What this task involves
Scan the entries for the word "Deserialize" and return every line that has it.

Saved data entries
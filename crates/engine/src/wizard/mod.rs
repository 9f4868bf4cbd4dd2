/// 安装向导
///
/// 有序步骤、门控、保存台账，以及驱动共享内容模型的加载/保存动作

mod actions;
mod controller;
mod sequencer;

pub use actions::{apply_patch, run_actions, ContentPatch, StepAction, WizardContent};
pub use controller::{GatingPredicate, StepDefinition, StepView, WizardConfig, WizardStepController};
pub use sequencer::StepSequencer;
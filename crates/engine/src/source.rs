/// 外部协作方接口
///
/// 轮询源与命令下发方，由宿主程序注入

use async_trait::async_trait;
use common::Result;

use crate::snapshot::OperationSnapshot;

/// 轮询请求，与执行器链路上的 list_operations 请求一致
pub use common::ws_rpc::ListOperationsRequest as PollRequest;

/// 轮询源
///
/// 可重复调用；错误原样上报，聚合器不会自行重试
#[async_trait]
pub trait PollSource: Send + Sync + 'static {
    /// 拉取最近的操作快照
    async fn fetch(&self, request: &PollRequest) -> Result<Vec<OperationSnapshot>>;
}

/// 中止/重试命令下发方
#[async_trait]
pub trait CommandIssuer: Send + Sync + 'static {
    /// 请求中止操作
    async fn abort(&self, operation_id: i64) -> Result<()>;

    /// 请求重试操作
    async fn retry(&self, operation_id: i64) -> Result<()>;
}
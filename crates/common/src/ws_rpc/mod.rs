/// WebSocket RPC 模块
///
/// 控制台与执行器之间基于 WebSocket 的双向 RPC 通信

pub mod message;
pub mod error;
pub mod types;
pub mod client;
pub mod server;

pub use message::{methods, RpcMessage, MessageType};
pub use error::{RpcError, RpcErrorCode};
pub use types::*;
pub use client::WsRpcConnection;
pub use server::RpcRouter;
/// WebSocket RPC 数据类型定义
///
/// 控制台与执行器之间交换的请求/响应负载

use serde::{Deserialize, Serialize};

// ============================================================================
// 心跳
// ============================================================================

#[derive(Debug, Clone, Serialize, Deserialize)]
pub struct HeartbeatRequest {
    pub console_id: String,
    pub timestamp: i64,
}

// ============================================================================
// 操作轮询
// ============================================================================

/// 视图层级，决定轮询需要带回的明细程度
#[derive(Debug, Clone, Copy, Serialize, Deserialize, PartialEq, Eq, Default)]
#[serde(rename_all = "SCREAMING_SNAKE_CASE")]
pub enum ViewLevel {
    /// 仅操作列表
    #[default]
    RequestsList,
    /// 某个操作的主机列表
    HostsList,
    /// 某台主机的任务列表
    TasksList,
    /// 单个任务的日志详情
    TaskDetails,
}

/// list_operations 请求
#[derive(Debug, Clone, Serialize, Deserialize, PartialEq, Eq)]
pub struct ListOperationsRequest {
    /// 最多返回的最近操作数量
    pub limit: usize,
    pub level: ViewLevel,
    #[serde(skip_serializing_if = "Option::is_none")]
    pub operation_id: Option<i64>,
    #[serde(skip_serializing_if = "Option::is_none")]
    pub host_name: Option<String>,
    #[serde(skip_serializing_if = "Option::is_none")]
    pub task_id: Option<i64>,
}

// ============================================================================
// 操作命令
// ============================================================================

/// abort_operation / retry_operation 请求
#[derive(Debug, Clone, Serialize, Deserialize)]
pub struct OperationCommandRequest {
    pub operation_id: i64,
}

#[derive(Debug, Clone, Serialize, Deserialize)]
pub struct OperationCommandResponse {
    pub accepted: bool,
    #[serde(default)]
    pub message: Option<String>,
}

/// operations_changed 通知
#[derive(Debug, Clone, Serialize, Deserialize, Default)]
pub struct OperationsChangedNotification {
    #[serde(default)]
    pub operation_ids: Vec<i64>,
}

Answer to the exercise
use serde::{Deserialize, Serialize};
#[derive(Debug, Clone, Serialize, Deserialize)]
#[derive(Debug, Clone, Copy, Serialize, Deserialize, PartialEq, Eq, Default)]
#[derive(Debug, Clone, Serialize, Deserialize, PartialEq, Eq)]
#[derive(Debug, Clone, Serialize, Deserialize)]
#[derive(Debug, Clone, Serialize, Deserialize)]
#[derive(Debug, Clone, Serialize, Deserialize, Default)]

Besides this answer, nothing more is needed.